Rio - O presidente da Comissão de Educação do Senado, Cristovam Buarque, condenou, ontem, o projeto de lei aprovado na quinta-feira pela Câmara dos Deputados, reservando 50% das vagas nas universidades e escolas técnicas federais a alunos de escolas públicas e negros. “Acredito que não vai passar de maneira nenhuma pelo Senado", disse Buarque. Para entrar em vigor, o projeto deverá ser aprovado pela comissão, que deve votá-lo em 2009.
Um dos artigos mais controversos é o fim do vestibular para alunos que se candidatarem às vagas para cotistas. A seleção seria feita pelas universidades, com base na média das notas dos estudantes no Ensino Médio em escolas públicas. “Escolas vão começar a dar 10 a todos. Até o sistema de sorteio de vagas é mais honesto”, disse ele.
O programa de avaliação seriada, há 11 anos em prática na Universidade de Brasília, substitui o vestibular por provas anuais no Ensino Médio. Projeto de lei que aguarda votação na Câmara prevê que 50% das vagas nas universidades públicas sejam feitas pelo método.

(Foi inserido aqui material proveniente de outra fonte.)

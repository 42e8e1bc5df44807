use std::collections::HashMap;
use std::net::TcpListener;
use std::os::fd::{AsRawFd, RawFd};
use std::os::unix::net::UnixStream;
use std::sync::Arc;

use anyhow::{Context, Result, bail};
use tracing::{debug, error, info, warn};

use crate::process::coordinator::Coordinator;
use crate::process::signal::SignalPipe;
use crate::process::worker::{WorkerDescriptor, WorkerSet, read_notices};
use crate::reactor::{Events, Interest, Mode, Reactor};
use crate::server::listener::{accept_pending, reject_busy};
use crate::server::session::{Readiness, Session, Step};

/// Upper bound on worker processes.
pub const MAX_WORKERS: usize = 16;

const LISTENER: u64 = u64::MAX - 2;
const SIGNALS: u64 = u64::MAX - 1;
const CONTROL: u64 = u64::MAX;

const HANDLED_SIGNALS: [libc::c_int; 3] = [libc::SIGCHLD, libc::SIGTERM, libc::SIGINT];

/// Which side of the fork this process is on.
#[derive(Debug)]
pub enum Role {
    Coordinator { workers: WorkerSet },
    Worker { index: usize, channel: UnixStream },
}

/// A forked pool, as seen from one process.
///
/// [`ProcessPool::spawn`] returns once in the coordinator and once in every
/// worker; [`ProcessPool::run`] then runs the loop for that role.
#[derive(Debug)]
pub struct ProcessPool {
    role: Role,
}

impl ProcessPool {
    /// Forks `workers` worker processes, each with its own control channel.
    pub fn spawn(workers: usize) -> Result<Self> {
        if workers == 0 || workers > MAX_WORKERS {
            bail!("process pool needs between 1 and {MAX_WORKERS} workers, got {workers}");
        }

        let mut descriptors = Vec::with_capacity(workers);
        for index in 0..workers {
            let (parent_end, child_end) =
                UnixStream::pair().context("Failed to create worker channel")?;

            // SAFETY: the child only continues into the worker loop, which
            // builds its own reactor and signal pipe.
            let pid = unsafe { libc::fork() };
            if pid < 0 {
                return Err(std::io::Error::last_os_error())
                    .with_context(|| format!("Failed to fork worker {index}"));
            }

            if pid == 0 {
                drop(parent_end);
                // Channels of earlier siblings belong to the coordinator.
                drop(descriptors);
                return Ok(Self {
                    role: Role::Worker {
                        index,
                        channel: child_end,
                    },
                });
            }

            drop(child_end);
            parent_end
                .set_nonblocking(true)
                .context("Failed to make worker channel non-blocking")?;
            info!(worker = index, pid, "Worker spawned");
            descriptors.push(WorkerDescriptor::new(index, pid, parent_end));
        }

        Ok(Self {
            role: Role::Coordinator {
                workers: WorkerSet::new(descriptors),
            },
        })
    }

    /// Runs this process's loop until the pool shuts down.
    pub fn run<S: Session>(
        self,
        listener: TcpListener,
        ctx: Arc<S::Context>,
        max_connections: usize,
    ) -> Result<()> {
        match self.role {
            Role::Coordinator { workers } => run_coordinator(workers, &listener),
            Role::Worker { index, channel } => {
                run_worker::<S>(index, channel, &listener, ctx, max_connections)
            }
        }
    }
}

fn run_coordinator(workers: WorkerSet, listener: &TcpListener) -> Result<()> {
    let reactor = Reactor::new().context("Failed to create epoll instance")?;
    listener.set_nonblocking(true)?;
    reactor
        .register(listener.as_raw_fd(), LISTENER, Interest::READABLE, Mode::Edge)
        .context("Failed to register listener")?;

    let mut signals = SignalPipe::install(&HANDLED_SIGNALS).context("Failed to install signal pipe")?;
    reactor
        .register(signals.fd(), SIGNALS, Interest::READABLE, Mode::Edge)
        .context("Failed to register signal pipe")?;

    let mut coordinator = Coordinator::new(workers);
    // A worker may have died before the handler was in place.
    coordinator.reap();
    info!(workers = coordinator.workers().live_count(), "Coordinator running");

    let mut events = Events::default();
    while !coordinator.should_stop() {
        reactor.wait(&mut events, None).context("epoll_wait failed")?;
        for event in events.iter() {
            match event.token() {
                LISTENER => {
                    coordinator.dispatch();
                }
                SIGNALS => {
                    for signal in signals.drain().context("Failed to read signal pipe")? {
                        coordinator.handle_signal(signal);
                    }
                }
                token => debug!(token, "Unexpected event in coordinator"),
            }
        }
    }

    info!("Coordinator stopped");
    Ok(())
}

/// Per-worker loop state.
struct Worker<S> {
    index: usize,
    reactor: Reactor,
    sessions: HashMap<RawFd, S>,
    max_connections: usize,
}

impl<S: Session> Worker<S> {
    fn accept(&mut self, listener: &TcpListener, ctx: &Arc<S::Context>) {
        accept_pending(listener, |stream, peer| {
            if self.sessions.len() >= self.max_connections {
                reject_busy(stream, peer);
                return;
            }
            let session = match S::open(stream, peer, Arc::clone(ctx)) {
                Ok(session) => session,
                Err(e) => {
                    warn!(peer = %peer, error = %e, "Failed to set up connection");
                    return;
                }
            };
            let fd = session.fd();
            if let Err(e) = self
                .reactor
                .register(fd, fd as u64, Interest::READABLE, Mode::OneShot)
            {
                error!(peer = %peer, error = %e, "Failed to register connection");
                return;
            }
            self.sessions.insert(fd, session);
            info!(worker = self.index, "Accepted connection from {}", peer);
        });
    }

    fn apply(&mut self, fd: RawFd, step: Step) {
        let Some(interest) = step.interest() else {
            self.close(fd);
            return;
        };
        if let Err(e) = self.reactor.rearm(fd, fd as u64, interest) {
            error!(fd, error = %e, "Failed to re-arm connection");
            self.close(fd);
        }
    }

    fn close(&mut self, fd: RawFd) {
        let Some(mut session) = self.sessions.remove(&fd) else {
            return;
        };
        if let Some(stream) = session.close() {
            debug!(peer = %session.peer(), fd, "Connection closed");
            if let Err(e) = self.reactor.deregister(stream) {
                debug!(fd, error = %e, "Deregister failed");
            }
        }
    }

    fn close_all(&mut self) {
        let fds: Vec<RawFd> = self.sessions.keys().copied().collect();
        for fd in fds {
            self.close(fd);
        }
    }
}

fn run_worker<S: Session>(
    index: usize,
    mut channel: UnixStream,
    listener: &TcpListener,
    ctx: Arc<S::Context>,
    max_connections: usize,
) -> Result<()> {
    let mut worker = Worker::<S> {
        index,
        reactor: Reactor::new().context("Failed to create worker epoll instance")?,
        sessions: HashMap::new(),
        max_connections,
    };

    channel.set_nonblocking(true)?;
    worker
        .reactor
        .register(channel.as_raw_fd(), CONTROL, Interest::READABLE, Mode::Edge)
        .context("Failed to register control channel")?;

    let mut signals = SignalPipe::install(&HANDLED_SIGNALS).context("Failed to install signal pipe")?;
    worker
        .reactor
        .register(signals.fd(), SIGNALS, Interest::READABLE, Mode::Edge)
        .context("Failed to register signal pipe")?;

    info!(worker = index, "Worker running");

    let mut events = Events::default();
    let mut stop = false;
    while !stop {
        worker
            .reactor
            .wait(&mut events, None)
            .context("epoll_wait failed")?;

        for event in events.iter() {
            match event.token() {
                CONTROL => {
                    let notices = read_notices(&mut channel).context("Failed to read control channel")?;
                    if notices.count > 0 {
                        worker.accept(listener, &ctx);
                    }
                    if notices.closed {
                        info!(worker = index, "Coordinator went away");
                        stop = true;
                    }
                }
                SIGNALS => {
                    for signal in signals.drain().context("Failed to read signal pipe")? {
                        match signal {
                            libc::SIGCHLD => {
                                crate::process::reap_exited();
                            }
                            libc::SIGTERM | libc::SIGINT => stop = true,
                            _ => {}
                        }
                    }
                }
                token => {
                    let fd = token as RawFd;
                    let Some(session) = worker.sessions.get_mut(&fd) else {
                        continue;
                    };
                    let step = if event.is_hangup() {
                        Step::Close
                    } else if event.is_readable() {
                        session.on_ready(Readiness::Readable)
                    } else if event.is_writable() {
                        session.on_ready(Readiness::Writable)
                    } else {
                        continue;
                    };
                    worker.apply(fd, step);
                }
            }
        }
    }

    worker.close_all();
    info!(worker = index, "Worker stopped");
    Ok(())
}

Reitor da Universidade Federal Fluminense (UFF), com seu próprio sistema de cotas para estudantes de escolas públicas, o professor Roberto de Souza Salles duvida da eficácia da extinção do vestibular: “Poderia ser feito gradualmente, após a melhoria das escolas públicas, no Ensino Fundamental e Médio”. Desde 2006, estudantes do ensino público candidatos a uma vaga na UFF ganham um bônus de 10% dos pontos nas notas no vestibular.
Cotista da Uerj da turma de 2005, a estudante de Direito Mariane Oliveira, 22 anos, é a favor da separação entre as cotas social e racial.
O líder do movimento negro na luta pelas ações afirmativas, Frei David dos Santos, da ONG Educafro, comemorou o projeto. (Colaborou Amanda Pinheiro)
SISTEMA DIVIDE OPINIÕES ENTRE ALUNOS DA UFF
Na Universidade Federal Fluminense (UFF), a aprovação do sistema de cotas divide opiniões. Alunos originários de colégios particulares classificam como forma de preconceito. “Os alunos privilegiados pelo sistema de cotas não se preparam para o vestibular porque a relação aluno/vaga é bem menor”, opina Sylvia Leite, 18 anos, aluna de Letras.
Outra crítica ao sistema de cotas é da estudante Elisiane Mendes, 24. A jovem atende a dois dos critérios para ser beneficiada pelas cotas por ser negra e ter estudado em escola pública a vida toda, mas não apóia a proposta. “Entrei para a universidade, competindo com ex-alunos de colégios particulares porque me esforcei”.